Required work >> Among the records, which lines include "Parser"? List them.

Start of Provided records

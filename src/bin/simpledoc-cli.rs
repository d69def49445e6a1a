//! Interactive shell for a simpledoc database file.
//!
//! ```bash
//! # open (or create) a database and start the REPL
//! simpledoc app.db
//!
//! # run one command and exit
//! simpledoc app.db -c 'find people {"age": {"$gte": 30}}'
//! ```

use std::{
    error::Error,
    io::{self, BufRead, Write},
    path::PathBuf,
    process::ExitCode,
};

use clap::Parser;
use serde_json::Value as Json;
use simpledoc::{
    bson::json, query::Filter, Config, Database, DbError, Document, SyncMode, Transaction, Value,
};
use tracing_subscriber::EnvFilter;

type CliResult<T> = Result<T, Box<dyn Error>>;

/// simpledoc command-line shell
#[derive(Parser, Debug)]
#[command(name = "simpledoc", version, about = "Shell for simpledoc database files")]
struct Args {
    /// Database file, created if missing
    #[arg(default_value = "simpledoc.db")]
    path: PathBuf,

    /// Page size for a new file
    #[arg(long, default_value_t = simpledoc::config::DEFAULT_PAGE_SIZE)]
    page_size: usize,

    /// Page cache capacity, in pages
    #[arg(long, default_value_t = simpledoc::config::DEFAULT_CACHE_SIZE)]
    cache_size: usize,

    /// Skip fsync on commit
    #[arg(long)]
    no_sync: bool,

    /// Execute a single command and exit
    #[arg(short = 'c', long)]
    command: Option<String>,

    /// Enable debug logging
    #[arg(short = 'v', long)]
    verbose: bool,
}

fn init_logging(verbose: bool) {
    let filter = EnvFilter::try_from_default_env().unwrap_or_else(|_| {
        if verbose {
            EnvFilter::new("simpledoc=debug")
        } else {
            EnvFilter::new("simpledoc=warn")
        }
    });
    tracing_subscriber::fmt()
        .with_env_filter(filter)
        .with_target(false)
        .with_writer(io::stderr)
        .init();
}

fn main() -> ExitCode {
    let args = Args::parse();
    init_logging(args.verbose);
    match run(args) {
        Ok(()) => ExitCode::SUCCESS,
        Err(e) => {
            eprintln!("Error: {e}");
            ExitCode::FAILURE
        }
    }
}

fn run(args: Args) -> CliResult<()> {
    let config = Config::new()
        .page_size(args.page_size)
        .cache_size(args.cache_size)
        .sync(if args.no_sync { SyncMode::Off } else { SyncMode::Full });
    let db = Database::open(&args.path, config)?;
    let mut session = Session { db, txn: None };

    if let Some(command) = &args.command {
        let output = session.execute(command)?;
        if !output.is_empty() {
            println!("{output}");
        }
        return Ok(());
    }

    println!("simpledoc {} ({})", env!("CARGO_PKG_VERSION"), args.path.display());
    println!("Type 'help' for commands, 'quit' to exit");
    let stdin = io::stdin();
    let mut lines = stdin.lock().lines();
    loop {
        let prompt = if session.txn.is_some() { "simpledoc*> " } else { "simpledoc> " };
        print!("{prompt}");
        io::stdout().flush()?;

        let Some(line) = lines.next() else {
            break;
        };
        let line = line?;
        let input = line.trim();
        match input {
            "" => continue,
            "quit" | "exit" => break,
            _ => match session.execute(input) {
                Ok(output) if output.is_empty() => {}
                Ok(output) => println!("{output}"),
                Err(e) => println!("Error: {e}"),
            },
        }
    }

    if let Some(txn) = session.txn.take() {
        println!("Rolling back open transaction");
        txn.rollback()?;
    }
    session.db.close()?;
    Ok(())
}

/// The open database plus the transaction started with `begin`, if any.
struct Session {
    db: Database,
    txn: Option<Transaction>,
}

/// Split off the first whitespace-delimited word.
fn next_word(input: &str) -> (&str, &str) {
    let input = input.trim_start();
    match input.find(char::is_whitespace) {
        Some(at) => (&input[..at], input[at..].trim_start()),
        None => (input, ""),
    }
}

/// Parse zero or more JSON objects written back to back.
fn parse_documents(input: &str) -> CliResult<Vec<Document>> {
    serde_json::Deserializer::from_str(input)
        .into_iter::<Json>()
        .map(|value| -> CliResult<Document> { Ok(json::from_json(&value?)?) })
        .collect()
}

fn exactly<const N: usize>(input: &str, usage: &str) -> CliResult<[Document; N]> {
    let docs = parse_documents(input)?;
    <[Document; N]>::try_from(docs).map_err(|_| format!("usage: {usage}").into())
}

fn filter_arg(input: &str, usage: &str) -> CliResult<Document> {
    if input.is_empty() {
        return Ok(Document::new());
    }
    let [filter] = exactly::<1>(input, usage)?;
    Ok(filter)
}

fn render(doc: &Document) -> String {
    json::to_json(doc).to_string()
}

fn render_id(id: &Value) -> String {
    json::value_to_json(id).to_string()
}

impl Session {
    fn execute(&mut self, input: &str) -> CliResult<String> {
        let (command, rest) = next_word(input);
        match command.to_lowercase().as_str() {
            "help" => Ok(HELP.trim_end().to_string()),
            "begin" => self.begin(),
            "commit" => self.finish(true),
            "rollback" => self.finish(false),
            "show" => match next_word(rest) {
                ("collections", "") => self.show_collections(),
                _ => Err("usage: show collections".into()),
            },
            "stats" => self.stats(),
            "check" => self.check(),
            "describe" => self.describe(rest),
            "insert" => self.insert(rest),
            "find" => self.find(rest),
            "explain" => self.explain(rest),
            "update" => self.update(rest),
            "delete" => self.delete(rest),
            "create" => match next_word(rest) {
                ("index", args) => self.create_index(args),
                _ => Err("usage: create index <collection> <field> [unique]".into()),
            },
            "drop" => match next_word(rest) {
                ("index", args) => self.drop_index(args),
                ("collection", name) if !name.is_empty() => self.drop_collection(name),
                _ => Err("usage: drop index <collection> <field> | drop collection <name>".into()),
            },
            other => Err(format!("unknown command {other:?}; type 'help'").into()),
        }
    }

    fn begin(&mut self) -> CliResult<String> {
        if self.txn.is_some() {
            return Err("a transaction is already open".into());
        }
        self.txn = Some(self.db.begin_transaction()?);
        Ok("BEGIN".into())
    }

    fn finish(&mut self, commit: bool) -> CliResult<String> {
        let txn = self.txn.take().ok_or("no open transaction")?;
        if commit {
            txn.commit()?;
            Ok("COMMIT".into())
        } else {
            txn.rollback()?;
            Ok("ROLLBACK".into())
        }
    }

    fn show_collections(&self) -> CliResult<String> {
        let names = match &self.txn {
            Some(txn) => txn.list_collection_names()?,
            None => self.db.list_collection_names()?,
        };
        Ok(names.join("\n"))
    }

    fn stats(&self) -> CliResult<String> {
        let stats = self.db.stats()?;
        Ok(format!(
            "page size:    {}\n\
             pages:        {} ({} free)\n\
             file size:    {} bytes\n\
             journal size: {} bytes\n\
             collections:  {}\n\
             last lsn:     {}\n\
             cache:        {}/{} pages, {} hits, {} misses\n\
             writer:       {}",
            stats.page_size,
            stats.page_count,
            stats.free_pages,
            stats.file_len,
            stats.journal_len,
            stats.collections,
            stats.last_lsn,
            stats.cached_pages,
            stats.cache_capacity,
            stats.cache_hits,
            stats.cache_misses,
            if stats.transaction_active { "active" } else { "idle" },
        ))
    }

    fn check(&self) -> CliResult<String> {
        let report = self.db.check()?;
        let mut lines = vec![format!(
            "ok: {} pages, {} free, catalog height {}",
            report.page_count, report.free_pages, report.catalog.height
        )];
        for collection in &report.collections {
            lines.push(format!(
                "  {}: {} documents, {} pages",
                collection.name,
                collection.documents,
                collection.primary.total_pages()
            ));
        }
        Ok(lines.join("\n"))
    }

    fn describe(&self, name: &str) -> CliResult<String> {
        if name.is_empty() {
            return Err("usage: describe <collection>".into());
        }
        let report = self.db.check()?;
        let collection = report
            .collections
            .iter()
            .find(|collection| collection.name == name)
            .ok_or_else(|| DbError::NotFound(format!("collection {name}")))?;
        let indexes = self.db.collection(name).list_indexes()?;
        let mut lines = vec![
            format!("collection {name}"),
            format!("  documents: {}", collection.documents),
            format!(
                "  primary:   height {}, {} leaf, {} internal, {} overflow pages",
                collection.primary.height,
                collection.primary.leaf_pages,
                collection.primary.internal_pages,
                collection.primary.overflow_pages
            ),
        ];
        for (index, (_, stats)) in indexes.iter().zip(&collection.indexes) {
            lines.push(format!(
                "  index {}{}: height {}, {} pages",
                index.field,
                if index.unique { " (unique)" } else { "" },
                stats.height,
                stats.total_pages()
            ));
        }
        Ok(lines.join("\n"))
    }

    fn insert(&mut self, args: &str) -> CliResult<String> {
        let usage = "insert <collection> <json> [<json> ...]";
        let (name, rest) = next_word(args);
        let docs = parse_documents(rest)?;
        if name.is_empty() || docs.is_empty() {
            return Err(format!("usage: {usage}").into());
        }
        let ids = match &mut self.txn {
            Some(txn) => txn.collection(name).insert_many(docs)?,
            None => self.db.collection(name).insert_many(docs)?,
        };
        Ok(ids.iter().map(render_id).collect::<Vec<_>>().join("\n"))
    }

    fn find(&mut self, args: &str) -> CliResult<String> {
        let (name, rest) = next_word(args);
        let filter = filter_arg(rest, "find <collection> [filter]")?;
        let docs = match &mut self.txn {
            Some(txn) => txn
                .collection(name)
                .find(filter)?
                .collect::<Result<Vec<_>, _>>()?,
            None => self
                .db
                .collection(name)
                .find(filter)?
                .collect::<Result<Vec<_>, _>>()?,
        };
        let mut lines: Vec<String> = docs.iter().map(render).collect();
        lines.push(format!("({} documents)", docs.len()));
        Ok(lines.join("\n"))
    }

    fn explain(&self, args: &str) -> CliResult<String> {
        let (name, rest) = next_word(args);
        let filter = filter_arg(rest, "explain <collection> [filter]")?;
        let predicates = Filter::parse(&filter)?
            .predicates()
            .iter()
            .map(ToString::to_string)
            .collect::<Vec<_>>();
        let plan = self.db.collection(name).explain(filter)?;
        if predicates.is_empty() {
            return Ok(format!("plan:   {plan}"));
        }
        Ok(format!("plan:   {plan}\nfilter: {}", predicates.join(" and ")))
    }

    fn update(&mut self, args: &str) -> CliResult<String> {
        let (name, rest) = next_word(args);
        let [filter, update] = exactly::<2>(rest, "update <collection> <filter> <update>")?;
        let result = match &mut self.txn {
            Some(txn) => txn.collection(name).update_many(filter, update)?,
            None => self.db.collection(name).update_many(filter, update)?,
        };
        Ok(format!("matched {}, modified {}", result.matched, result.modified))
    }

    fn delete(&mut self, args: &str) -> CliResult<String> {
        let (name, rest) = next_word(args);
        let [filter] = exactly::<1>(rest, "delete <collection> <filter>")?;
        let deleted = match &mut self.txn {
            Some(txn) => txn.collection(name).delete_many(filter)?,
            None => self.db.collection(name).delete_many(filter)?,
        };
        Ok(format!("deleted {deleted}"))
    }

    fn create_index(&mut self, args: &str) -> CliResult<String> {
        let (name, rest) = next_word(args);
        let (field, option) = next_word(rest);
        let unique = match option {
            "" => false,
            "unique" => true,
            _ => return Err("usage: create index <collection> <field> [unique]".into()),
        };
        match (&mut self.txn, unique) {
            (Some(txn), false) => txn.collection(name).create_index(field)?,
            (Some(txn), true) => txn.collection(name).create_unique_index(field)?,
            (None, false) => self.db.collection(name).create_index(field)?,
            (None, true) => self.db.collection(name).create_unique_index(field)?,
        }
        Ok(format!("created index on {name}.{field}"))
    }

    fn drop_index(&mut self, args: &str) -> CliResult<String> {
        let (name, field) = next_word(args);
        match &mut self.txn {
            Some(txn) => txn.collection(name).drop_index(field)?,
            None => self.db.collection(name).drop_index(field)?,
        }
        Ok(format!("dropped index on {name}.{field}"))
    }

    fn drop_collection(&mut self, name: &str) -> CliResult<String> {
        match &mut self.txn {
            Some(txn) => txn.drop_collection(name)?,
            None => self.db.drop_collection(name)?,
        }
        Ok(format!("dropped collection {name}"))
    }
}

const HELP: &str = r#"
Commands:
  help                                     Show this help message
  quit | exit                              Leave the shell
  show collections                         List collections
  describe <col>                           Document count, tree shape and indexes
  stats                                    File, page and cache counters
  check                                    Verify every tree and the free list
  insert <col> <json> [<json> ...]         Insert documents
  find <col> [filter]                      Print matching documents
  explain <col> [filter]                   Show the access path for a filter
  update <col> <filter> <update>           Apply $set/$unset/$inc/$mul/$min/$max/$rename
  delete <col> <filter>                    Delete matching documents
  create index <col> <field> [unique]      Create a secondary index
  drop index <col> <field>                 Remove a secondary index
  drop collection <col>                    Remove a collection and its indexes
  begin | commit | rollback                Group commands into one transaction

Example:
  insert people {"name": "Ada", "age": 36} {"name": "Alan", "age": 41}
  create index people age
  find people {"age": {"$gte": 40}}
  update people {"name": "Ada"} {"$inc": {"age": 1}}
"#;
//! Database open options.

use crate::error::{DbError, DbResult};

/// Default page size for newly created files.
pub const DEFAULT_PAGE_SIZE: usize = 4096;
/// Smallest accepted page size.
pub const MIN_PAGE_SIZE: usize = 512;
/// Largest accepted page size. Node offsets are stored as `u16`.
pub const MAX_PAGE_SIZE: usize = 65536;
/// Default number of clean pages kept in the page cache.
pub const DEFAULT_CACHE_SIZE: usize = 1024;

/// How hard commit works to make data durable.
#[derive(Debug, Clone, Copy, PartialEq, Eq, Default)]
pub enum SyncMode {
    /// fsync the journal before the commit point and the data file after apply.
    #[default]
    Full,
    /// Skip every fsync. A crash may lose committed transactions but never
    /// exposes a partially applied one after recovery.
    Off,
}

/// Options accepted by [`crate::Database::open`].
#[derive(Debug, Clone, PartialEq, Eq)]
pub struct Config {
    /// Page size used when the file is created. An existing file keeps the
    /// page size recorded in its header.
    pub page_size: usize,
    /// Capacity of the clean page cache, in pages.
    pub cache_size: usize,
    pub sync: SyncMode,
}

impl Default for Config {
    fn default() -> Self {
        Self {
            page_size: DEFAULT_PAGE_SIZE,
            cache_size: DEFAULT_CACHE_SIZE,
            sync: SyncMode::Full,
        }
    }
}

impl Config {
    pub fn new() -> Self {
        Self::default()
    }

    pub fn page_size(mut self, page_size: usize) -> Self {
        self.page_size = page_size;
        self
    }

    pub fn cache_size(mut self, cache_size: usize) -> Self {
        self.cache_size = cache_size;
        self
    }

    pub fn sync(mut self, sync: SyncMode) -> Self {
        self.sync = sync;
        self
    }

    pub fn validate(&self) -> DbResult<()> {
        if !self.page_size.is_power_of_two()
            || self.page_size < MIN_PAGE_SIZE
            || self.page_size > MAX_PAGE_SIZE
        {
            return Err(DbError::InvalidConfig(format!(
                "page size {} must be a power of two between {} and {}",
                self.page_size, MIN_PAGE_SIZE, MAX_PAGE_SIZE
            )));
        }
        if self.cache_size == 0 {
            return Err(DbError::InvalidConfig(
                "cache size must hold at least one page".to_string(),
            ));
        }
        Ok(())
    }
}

End of Provided records

Answer for this exercise >>
use clap::Parser;
#[derive(Parser, Debug)]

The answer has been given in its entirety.